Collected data
──────────
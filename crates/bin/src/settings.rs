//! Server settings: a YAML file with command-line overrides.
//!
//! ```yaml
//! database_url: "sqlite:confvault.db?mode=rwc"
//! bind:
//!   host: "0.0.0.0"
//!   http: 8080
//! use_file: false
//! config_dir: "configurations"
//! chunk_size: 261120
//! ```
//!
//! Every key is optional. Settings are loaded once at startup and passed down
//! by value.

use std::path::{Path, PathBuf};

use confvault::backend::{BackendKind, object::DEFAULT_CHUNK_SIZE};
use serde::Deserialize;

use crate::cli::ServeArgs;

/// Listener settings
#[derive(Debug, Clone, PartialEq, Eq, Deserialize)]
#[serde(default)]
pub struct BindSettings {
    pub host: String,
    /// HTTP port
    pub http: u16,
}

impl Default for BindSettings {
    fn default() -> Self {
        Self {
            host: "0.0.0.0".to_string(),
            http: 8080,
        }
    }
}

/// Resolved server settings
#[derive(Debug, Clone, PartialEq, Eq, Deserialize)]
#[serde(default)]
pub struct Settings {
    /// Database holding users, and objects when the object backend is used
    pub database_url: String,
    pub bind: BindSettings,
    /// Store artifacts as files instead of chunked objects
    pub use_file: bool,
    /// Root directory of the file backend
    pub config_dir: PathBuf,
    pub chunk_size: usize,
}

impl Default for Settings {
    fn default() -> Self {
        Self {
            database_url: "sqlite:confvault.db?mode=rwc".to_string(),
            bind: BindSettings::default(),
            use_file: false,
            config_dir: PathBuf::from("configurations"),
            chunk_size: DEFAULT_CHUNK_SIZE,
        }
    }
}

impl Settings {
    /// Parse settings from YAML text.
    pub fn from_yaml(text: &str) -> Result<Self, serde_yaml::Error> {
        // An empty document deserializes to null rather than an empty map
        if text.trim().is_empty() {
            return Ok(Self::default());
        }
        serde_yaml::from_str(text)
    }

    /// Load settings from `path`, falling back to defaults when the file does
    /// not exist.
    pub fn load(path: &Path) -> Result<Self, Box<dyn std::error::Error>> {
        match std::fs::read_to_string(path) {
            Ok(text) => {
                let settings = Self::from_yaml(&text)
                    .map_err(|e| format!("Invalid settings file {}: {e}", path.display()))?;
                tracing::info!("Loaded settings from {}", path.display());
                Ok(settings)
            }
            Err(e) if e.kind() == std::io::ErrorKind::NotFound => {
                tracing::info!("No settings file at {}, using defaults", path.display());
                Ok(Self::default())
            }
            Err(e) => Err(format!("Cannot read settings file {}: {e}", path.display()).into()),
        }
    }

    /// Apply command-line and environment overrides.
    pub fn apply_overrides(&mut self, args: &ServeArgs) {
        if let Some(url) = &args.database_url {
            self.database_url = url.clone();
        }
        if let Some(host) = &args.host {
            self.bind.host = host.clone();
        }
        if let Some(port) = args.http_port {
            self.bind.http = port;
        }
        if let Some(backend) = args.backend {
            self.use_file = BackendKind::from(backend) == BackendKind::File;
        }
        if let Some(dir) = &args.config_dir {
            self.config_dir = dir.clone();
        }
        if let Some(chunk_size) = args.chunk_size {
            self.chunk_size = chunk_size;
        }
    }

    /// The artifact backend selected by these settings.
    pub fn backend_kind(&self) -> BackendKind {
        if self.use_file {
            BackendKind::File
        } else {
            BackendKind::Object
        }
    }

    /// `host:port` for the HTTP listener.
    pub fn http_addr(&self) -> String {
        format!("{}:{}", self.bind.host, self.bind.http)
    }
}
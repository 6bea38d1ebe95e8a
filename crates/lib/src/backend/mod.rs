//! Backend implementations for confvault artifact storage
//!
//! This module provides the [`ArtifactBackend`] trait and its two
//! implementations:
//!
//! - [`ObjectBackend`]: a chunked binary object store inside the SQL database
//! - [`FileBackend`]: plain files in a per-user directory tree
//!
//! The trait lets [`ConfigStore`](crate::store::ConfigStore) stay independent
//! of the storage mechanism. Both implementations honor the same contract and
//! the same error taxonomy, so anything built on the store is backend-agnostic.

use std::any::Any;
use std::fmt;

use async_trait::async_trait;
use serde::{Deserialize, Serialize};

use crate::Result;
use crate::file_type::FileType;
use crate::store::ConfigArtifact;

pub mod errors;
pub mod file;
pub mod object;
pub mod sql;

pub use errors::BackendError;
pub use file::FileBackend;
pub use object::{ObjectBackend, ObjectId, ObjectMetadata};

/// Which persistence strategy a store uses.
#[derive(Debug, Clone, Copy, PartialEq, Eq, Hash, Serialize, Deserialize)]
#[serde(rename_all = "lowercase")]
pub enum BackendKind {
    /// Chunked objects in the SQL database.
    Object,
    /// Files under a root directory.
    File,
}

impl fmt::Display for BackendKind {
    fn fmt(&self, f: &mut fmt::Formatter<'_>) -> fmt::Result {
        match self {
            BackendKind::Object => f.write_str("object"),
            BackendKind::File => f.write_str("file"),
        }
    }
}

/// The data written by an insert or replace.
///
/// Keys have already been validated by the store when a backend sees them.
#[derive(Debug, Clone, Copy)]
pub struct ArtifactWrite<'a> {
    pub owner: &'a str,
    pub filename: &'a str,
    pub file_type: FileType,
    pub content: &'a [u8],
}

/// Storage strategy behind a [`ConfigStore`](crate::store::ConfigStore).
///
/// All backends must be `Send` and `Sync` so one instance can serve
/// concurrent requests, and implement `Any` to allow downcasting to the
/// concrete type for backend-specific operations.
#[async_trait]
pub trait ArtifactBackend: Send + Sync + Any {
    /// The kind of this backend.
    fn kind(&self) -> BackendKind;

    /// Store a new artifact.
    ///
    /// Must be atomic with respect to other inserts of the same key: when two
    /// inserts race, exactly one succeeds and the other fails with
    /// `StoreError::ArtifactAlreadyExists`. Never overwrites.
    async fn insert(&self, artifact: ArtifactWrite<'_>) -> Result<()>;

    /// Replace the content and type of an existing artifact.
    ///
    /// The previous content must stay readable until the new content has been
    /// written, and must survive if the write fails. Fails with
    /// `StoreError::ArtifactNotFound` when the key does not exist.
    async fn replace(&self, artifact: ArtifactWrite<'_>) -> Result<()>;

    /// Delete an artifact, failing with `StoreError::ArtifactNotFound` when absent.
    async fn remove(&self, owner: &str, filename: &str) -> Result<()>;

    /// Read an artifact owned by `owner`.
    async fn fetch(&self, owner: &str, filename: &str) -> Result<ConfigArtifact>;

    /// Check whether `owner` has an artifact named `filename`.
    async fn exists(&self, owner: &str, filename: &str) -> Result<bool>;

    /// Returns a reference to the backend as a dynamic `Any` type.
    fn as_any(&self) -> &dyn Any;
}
──────────
WHAT THE TASK REQUIRES
Give back each line above precisely as it stands.

SOLUTION TO THIS TASK
filename crates/bin/src/settings.rs
//! Server settings: a YAML file with command-line overrides.
//!
//! ```yaml
//! database_url: "sqlite:confvault.db?mode=rwc"
//! bind:
//!   host: "0.0.0.0"
//!   http: 8080
//! use_file: false
//! config_dir: "configurations"
//! chunk_size: 261120
//! ```
//!
//! Every key is optional. Settings are loaded once at startup and passed down
//! by value.

use std::path::{Path, PathBuf};

use confvault::backend::{BackendKind, object::DEFAULT_CHUNK_SIZE};
use serde::Deserialize;

use crate::cli::ServeArgs;

/// Listener settings
#[derive(Debug, Clone, PartialEq, Eq, Deserialize)]
#[serde(default)]
pub struct BindSettings {
    pub host: String,
    /// HTTP port
    pub http: u16,
}

impl Default for BindSettings {
    fn default() -> Self {
        Self {
            host: "0.0.0.0".to_string(),
            http: 8080,
        }
    }
}

/// Resolved server settings
#[derive(Debug, Clone, PartialEq, Eq, Deserialize)]
#[serde(default)]
pub struct Settings {
    /// Database holding users, and objects when the object backend is used
    pub database_url: String,
    pub bind: BindSettings,
    /// Store artifacts as files instead of chunked objects
    pub use_file: bool,
    /// Root directory of the file backend
    pub config_dir: PathBuf,
    pub chunk_size: usize,
}

impl Default for Settings {
    fn default() -> Self {
        Self {
            database_url: "sqlite:confvault.db?mode=rwc".to_string(),
            bind: BindSettings::default(),
            use_file: false,
            config_dir: PathBuf::from("configurations"),
            chunk_size: DEFAULT_CHUNK_SIZE,
        }
    }
}

impl Settings {
    /// Parse settings from YAML text.
    pub fn from_yaml(text: &str) -> Result<Self, serde_yaml::Error> {
        // An empty document deserializes to null rather than an empty map
        if text.trim().is_empty() {
            return Ok(Self::default());
        }
        serde_yaml::from_str(text)
    }

    /// Load settings from `path`, falling back to defaults when the file does
    /// not exist.
    pub fn load(path: &Path) -> Result<Self, Box<dyn std::error::Error>> {
        match std::fs::read_to_string(path) {
            Ok(text) => {
                let settings = Self::from_yaml(&text)
                    .map_err(|e| format!("Invalid settings file {}: {e}", path.display()))?;
                tracing::info!("Loaded settings from {}", path.display());
                Ok(settings)
            }
            Err(e) if e.kind() == std::io::ErrorKind::NotFound => {
                tracing::info!("No settings file at {}, using defaults", path.display());
                Ok(Self::default())
            }
            Err(e) => Err(format!("Cannot read settings file {}: {e}", path.display()).into()),
        }
    }

    /// Apply command-line and environment overrides.
    pub fn apply_overrides(&mut self, args: &ServeArgs) {
        if let Some(url) = &args.database_url {
            self.database_url = url.clone();
        }
        if let Some(host) = &args.host {
            self.bind.host = host.clone();
        }
        if let Some(port) = args.http_port {
            self.bind.http = port;
        }
        if let Some(backend) = args.backend {
            self.use_file = BackendKind::from(backend) == BackendKind::File;
        }
        if let Some(dir) = &args.config_dir {
            self.config_dir = dir.clone();
        }
        if let Some(chunk_size) = args.chunk_size {
            self.chunk_size = chunk_size;
        }
    }

    /// The artifact backend selected by these settings.
    pub fn backend_kind(&self) -> BackendKind {
        if self.use_file {
            BackendKind::File
        } else {
            BackendKind::Object
        }
    }

    /// `host:port` for the HTTP listener.
    pub fn http_addr(&self) -> String {
        format!("{}:{}", self.bind.host, self.bind.http)
    }
}
repository 6bea38d1ebe95e8a
filename crates/lib/src/backend/mod.rs
//! Backend implementations for confvault artifact storage
//!
//! This module provides the [`ArtifactBackend`] trait and its two
//! implementations:
//!
//! - [`ObjectBackend`]: a chunked binary object store inside the SQL database
//! - [`FileBackend`]: plain files in a per-user directory tree
//!
//! The trait lets [`ConfigStore`](crate::store::ConfigStore) stay independent
//! of the storage mechanism. Both implementations honor the same contract and
//! the same error taxonomy, so anything built on the store is backend-agnostic.

use std::any::Any;
use std::fmt;

use async_trait::async_trait;
use serde::{Deserialize, Serialize};

use crate::Result;
use crate::file_type::FileType;
use crate::store::ConfigArtifact;

pub mod errors;
pub mod file;
pub mod object;
pub mod sql;

pub use errors::BackendError;
pub use file::FileBackend;
pub use object::{ObjectBackend, ObjectId, ObjectMetadata};

/// Which persistence strategy a store uses.
#[derive(Debug, Clone, Copy, PartialEq, Eq, Hash, Serialize, Deserialize)]
#[serde(rename_all = "lowercase")]
pub enum BackendKind {
    /// Chunked objects in the SQL database.
    Object,
    /// Files under a root directory.
    File,
}

impl fmt::Display for BackendKind {
    fn fmt(&self, f: &mut fmt::Formatter<'_>) -> fmt::Result {
        match self {
            BackendKind::Object => f.write_str("object"),
            BackendKind::File => f.write_str("file"),
        }
    }
}

/// The data written by an insert or replace.
///
/// Keys have already been validated by the store when a backend sees them.
#[derive(Debug, Clone, Copy)]
pub struct ArtifactWrite<'a> {
    pub owner: &'a str,
    pub filename: &'a str,
    pub file_type: FileType,
    pub content: &'a [u8],
}

/// Storage strategy behind a [`ConfigStore`](crate::store::ConfigStore).
///
/// All backends must be `Send` and `Sync` so one instance can serve
/// concurrent requests, and implement `Any` to allow downcasting to the
/// concrete type for backend-specific operations.
#[async_trait]
pub trait ArtifactBackend: Send + Sync + Any {
    /// The kind of this backend.
    fn kind(&self) -> BackendKind;

    /// Store a new artifact.
    ///
    /// Must be atomic with respect to other inserts of the same key: when two
    /// inserts race, exactly one succeeds and the other fails with
    /// `StoreError::ArtifactAlreadyExists`. Never overwrites.
    async fn insert(&self, artifact: ArtifactWrite<'_>) -> Result<()>;

    /// Replace the content and type of an existing artifact.
    ///
    /// The previous content must stay readable until the new content has been
    /// written, and must survive if the write fails. Fails with
    /// `StoreError::ArtifactNotFound` when the key does not exist.
    async fn replace(&self, artifact: ArtifactWrite<'_>) -> Result<()>;

    /// Delete an artifact, failing with `StoreError::ArtifactNotFound` when absent.
    async fn remove(&self, owner: &str, filename: &str) -> Result<()>;

    /// Read an artifact owned by `owner`.
    async fn fetch(&self, owner: &str, filename: &str) -> Result<ConfigArtifact>;

    /// Check whether `owner` has an artifact named `filename`.
    async fn exists(&self, owner: &str, filename: &str) -> Result<bool>;

    /// Returns a reference to the backend as a dynamic `Any` type.
    fn as_any(&self) -> &dyn Any;
}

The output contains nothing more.